日本刀は古くからわが国が誇る鉄の文化財です。
四方山話7 どうしてくれる!!
平成五年一月、刀剣博物館で開催された「特別展一文字の美」の図録を持っている。
20年程前の展覧会で、私自身が観たのに違いないが記憶が定かでない。
36振りの名品が解説付きで、立派な図録になっている。
内訳は国宝2本、重要文化財3本、本重要美術品10本、特別重要刀剣16本、重要刀剣4本、無冠1本という豪華なもので、望んだところで高嶺の花の一文字が咲きほこっている。
特別展等、的をしぼった図録は楽しく眺められ、今まで何度もひっぱり出していたので、本箱の最前列に他の図録とともに並んでいる。
今年9月の本部よりの定例鑑定会で、重要美術品の宗吉を拝観した。帰宅後、一文字の美をひっぱり出してみると、図版の3ページ目にしっかり紹介されていた。こんな時は、ちょっと前に手にした刀の重みと眼にする図録が一致してうれしさがひとしをである。
ところが私も年を経た古狸になっている。喜んでばかりではいられない。
1Pより36Pまで、再々見し、一言文句が言いたくなった。
最初に366本の格付けを紹介したが、チョット別の分け方をして見ると、36本中、生在銘の品が11本、磨上在銘が18本、大磨上が7本、茎に手が加わった物が実に7割になる。
茎の鑑賞が刀を拝観する時の大きな楽しみであるのに、鎌倉中期頃よりの貴重な名品に無残な手が加わっている。磨上された茎先と区送りされた刀身部分から、かくも素晴らしき御刀の生気が抜けているような気がして落ち着いていられなくなった。

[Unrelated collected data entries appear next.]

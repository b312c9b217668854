use crate::AppError::ConfigError;
use clap::Parser;
use config::Config;
use std::io;
use std::path::{Path, PathBuf};
use tabsync::{
    build_interpolator, convert_track, output_file_name, parse_sync_file, parse_tab_file,
    write_document, ConversionSettings, ConversionTables, OutputFormat, TabSyncError,
};

mod config;

fn main() {
    let result = main_result();
    std::process::exit(match result {
        Ok(()) => 0,
        Err(err) => {
            // use Display instead of Debug for user friendly error messages
            log::error!("{err}");
            1
        }
    });
}

pub fn main_result() -> Result<(), AppError> {
    // setup logging
    env_logger::Builder::from_env(env_logger::Env::default().default_filter_or("tabsync=info"))
        .init();

    // args
    let args = CliArgs::parse();
    let sync_file = PathBuf::from(&args.sync_file);
    if !sync_file.exists() {
        let err = ConfigError(format!("Sync file not found {sync_file:?}"));
        return Err(err);
    }

    // read local config, flags take precedence
    let local_config = Config::read_config()?;
    let format = args.format.unwrap_or_else(|| local_config.output_format());
    let settings = ConversionSettings {
        offset: args.offset.unwrap_or_else(|| local_config.offset()),
        base_tone: local_config.base_tone(),
        conversion_date: chrono::Local::now().format("%F %T").to_string(),
    };
    let sync_dir = sync_file
        .parent()
        .map_or_else(PathBuf::new, Path::to_path_buf);
    let output_dir = args
        .output_dir
        .map(PathBuf::from)
        .or_else(|| local_config.output_dir())
        .unwrap_or_else(|| sync_dir.clone());

    // inputs
    let sync = parse_sync_file(&sync_file)?;
    let score_path = sync_dir.join(&sync.score_url);
    if !score_path.exists() {
        let err = ConfigError(format!("Score file not found {score_path:?}"));
        return Err(err);
    }
    log::info!("Converting {score_path:?} synchronized by {sync_file:?}");
    let song = parse_tab_file(&score_path)?;
    let interpolator = build_interpolator(&sync.points()?)?;
    let tables = ConversionTables::default();

    let track_indexes: Vec<usize> = match args.track {
        Some(track) => vec![track],
        None => (0..song.tracks.len()).collect(),
    };
    let mut failures = 0;
    for track_index in track_indexes {
        let written = convert_track(&song, track_index, &interpolator, &tables, &settings)
            .and_then(|document| {
                let content = write_document(&document, format)?;
                let path = output_dir.join(output_file_name(&document, track_index, format));
                std::fs::write(&path, content)?;
                Ok(path)
            });
        match written {
            Ok(path) => log::info!("track {track_index} written to {path:?}"),
            Err(err) => {
                log::error!("track {track_index} failed: {err}");
                failures += 1;
            }
        }
    }
    if failures > 0 {
        return Err(AppError::ConversionError(format!(
            "{failures} track(s) could not be converted"
        )));
    }
    Ok(())
}

#[derive(Parser, Debug)]
#[command(version, about, long_about = None)]
pub struct CliArgs {
    /// Path to the GoPlayAlong sync file referencing the tablature.
    sync_file: String,
    /// Only convert the track at this index.
    #[arg(long)]
    track: Option<usize>,
    /// Output format, defaults to the local configuration.
    #[arg(long, value_enum)]
    format: Option<OutputFormat>,
    /// Offset in seconds written in the documents.
    #[arg(long, allow_negative_numbers = true)]
    offset: Option<f64>,
    /// Directory receiving the documents, defaults to the sync file folder.
    #[arg(long)]
    output_dir: Option<String>,
}

#[derive(Debug, thiserror::Error)]
pub enum AppError {
    #[error("configuration error: {0}")]
    ConfigError(String),
    #[error("parsing error: {0}")]
    ParsingError(String),
    #[error("conversion error: {0}")]
    ConversionError(String),
    #[error("other error: {0}")]
    OtherError(String),
}

impl From<TabSyncError> for AppError {
    fn from(error: TabSyncError) -> Self {
        match error {
            TabSyncError::ConfigurationError(s) => Self::ConfigError(s),
            TabSyncError::ParsingError(s) => Self::ParsingError(s),
            TabSyncError::MissingAnchorData(_) | TabSyncError::StructuralInconsistency(_) => {
                Self::ConversionError(error.to_string())
            }
            TabSyncError::SerializationError(s) | TabSyncError::IoError(s) => Self::OtherError(s),
        }
    }
}

impl From<io::Error> for AppError {
    fn from(error: io::Error) -> Self {
        Self::OtherError(error.to_string())
    }
}
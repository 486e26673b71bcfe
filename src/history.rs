//! In-memory history of sent items.
//!
//! The store keeps every staged entry in insertion order for the lifetime of
//! the process. Text entries can be masked in the display output; hotkey
//! entries are always shown as-is.

use crate::error::{Result, StagerError};

/// What kind of entry a history item records.
#[derive(Debug, Clone, Copy, PartialEq, Eq)]
pub enum ItemKind {
    Text,
    Hotkey,
}

/// A single entry in the send history.
#[derive(Debug, Clone, PartialEq, Eq)]
pub struct HistoryItem {
    pub content: String,
    pub kind: ItemKind,
    pub visible: bool,
}

impl HistoryItem {
    /// Display string for front-end listing.
    ///
    /// Hotkeys are tagged and never masked. Hidden text entries render as a
    /// run of `*` matching the content length so the entry stays selectable
    /// without leaking its value.
    pub fn display_text(&self) -> String {
        match self.kind {
            ItemKind::Hotkey => format!("[HOTKEY] {}", self.content),
            ItemKind::Text => {
                if self.visible {
                    self.content.clone()
                } else {
                    "*".repeat(self.content.chars().count())
                }
            }
        }
    }
}

/// Ordered, unbounded store of sent items.
///
/// Insertion order is chronological order. Entries are never deduplicated and
/// never persisted; the history lives only as long as the process.
///
/// # Example
///
/// ```
/// use key_stager::HistoryStore;
///
/// let mut store = HistoryStore::new(true);
/// store.add_text("hunter2");
/// store.add_hotkey("CTRL+V");
///
/// assert_eq!(store.display_items(), vec!["*******", "[HOTKEY] CTRL+V"]);
/// ```
#[derive(Debug, Clone, Default)]
pub struct HistoryStore {
    items: Vec<HistoryItem>,
    obfuscate_by_default: bool,
}

impl HistoryStore {
    pub fn new(obfuscate_by_default: bool) -> Self {
        Self {
            items: Vec::new(),
            obfuscate_by_default,
        }
    }

    /// Update the default-obfuscation setting for future text entries.
    /// Existing entries keep their current visibility.
    pub fn set_obfuscate_by_default(&mut self, obfuscate: bool) {
        self.obfuscate_by_default = obfuscate;
    }

    pub fn obfuscate_by_default(&self) -> bool {
        self.obfuscate_by_default
    }

    /// Append a text entry. It starts hidden when default obfuscation is on.
    pub fn add_text(&mut self, text: impl Into<String>) {
        self.items.push(HistoryItem {
            content: text.into(),
            kind: ItemKind::Text,
            visible: !self.obfuscate_by_default,
        });
    }

    /// Append a hotkey entry. Hotkeys are always visible.
    pub fn add_hotkey(&mut self, combo: impl Into<String>) {
        self.items.push(HistoryItem {
            content: combo.into(),
            kind: ItemKind::Hotkey,
            visible: true,
        });
    }

    pub fn get(&self, index: usize) -> Option<&HistoryItem> {
        self.items.get(index)
    }

    /// Remove the entry at `index`. Out-of-range indices leave the store
    /// untouched and report the failure.
    pub fn delete(&mut self, index: usize) -> Result<()> {
        if index >= self.items.len() {
            return Err(StagerError::index_out_of_range(index, self.items.len()));
        }
        self.items.remove(index);
        Ok(())
    }

    /// Flip visibility of the text entry at `index`.
    ///
    /// Fails without changing state when the index is out of range or the
    /// entry is a hotkey.
    pub fn toggle_visibility(&mut self, index: usize) -> Result<()> {
        let len = self.items.len();
        let item = self
            .items
            .get_mut(index)
            .ok_or_else(|| StagerError::index_out_of_range(index, len))?;
        if item.kind == ItemKind::Hotkey {
            return Err(StagerError::hotkey_always_visible(index));
        }
        item.visible = !item.visible;
        Ok(())
    }

    /// Bulk visibility toggle over all text entries, majority rule.
    ///
    /// Reveals everything only when hidden entries are a strict majority;
    /// otherwise (including an exact tie) hides everything. Hotkey entries
    /// are untouched, and an all-hotkey or empty store is a no-op.
    pub fn toggle_all(&mut self) {
        let text_count = self
            .items
            .iter()
            .filter(|item| item.kind == ItemKind::Text)
            .count();
        if text_count == 0 {
            return;
        }

        let hidden_count = self
            .items
            .iter()
            .filter(|item| item.kind == ItemKind::Text && !item.visible)
            .count();
        let reveal_all = hidden_count * 2 > text_count;

        for item in &mut self.items {
            if item.kind == ItemKind::Text {
                item.visible = reveal_all;
            }
        }
    }

    /// Display strings for every entry, in order.
    pub fn display_items(&self) -> Vec<String> {
        self.items.iter().map(HistoryItem::display_text).collect()
    }

    pub fn clear(&mut self) {
        self.items.clear();
    }

    pub fn len(&self) -> usize {
        self.items.len()
    }

    pub fn is_empty(&self) -> bool {
        self.items.is_empty()
    }
}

何事かの理が在ってのこととは承知しているし、刀身の美しさを否定するものでもない。されど古狸ゆえに我慢できずに一言、叫びたくなるのである。
”どうしてくれる!!”。
追伸、平成十年九月開催の「長船鍛冶の技と美」より、同様のことをしてみると、
(短刀、ナギナタを除く)32本中、生12本、磨上18本、大磨上2本であった。
もう一度言わせてもらう”どうしてくれる!!”。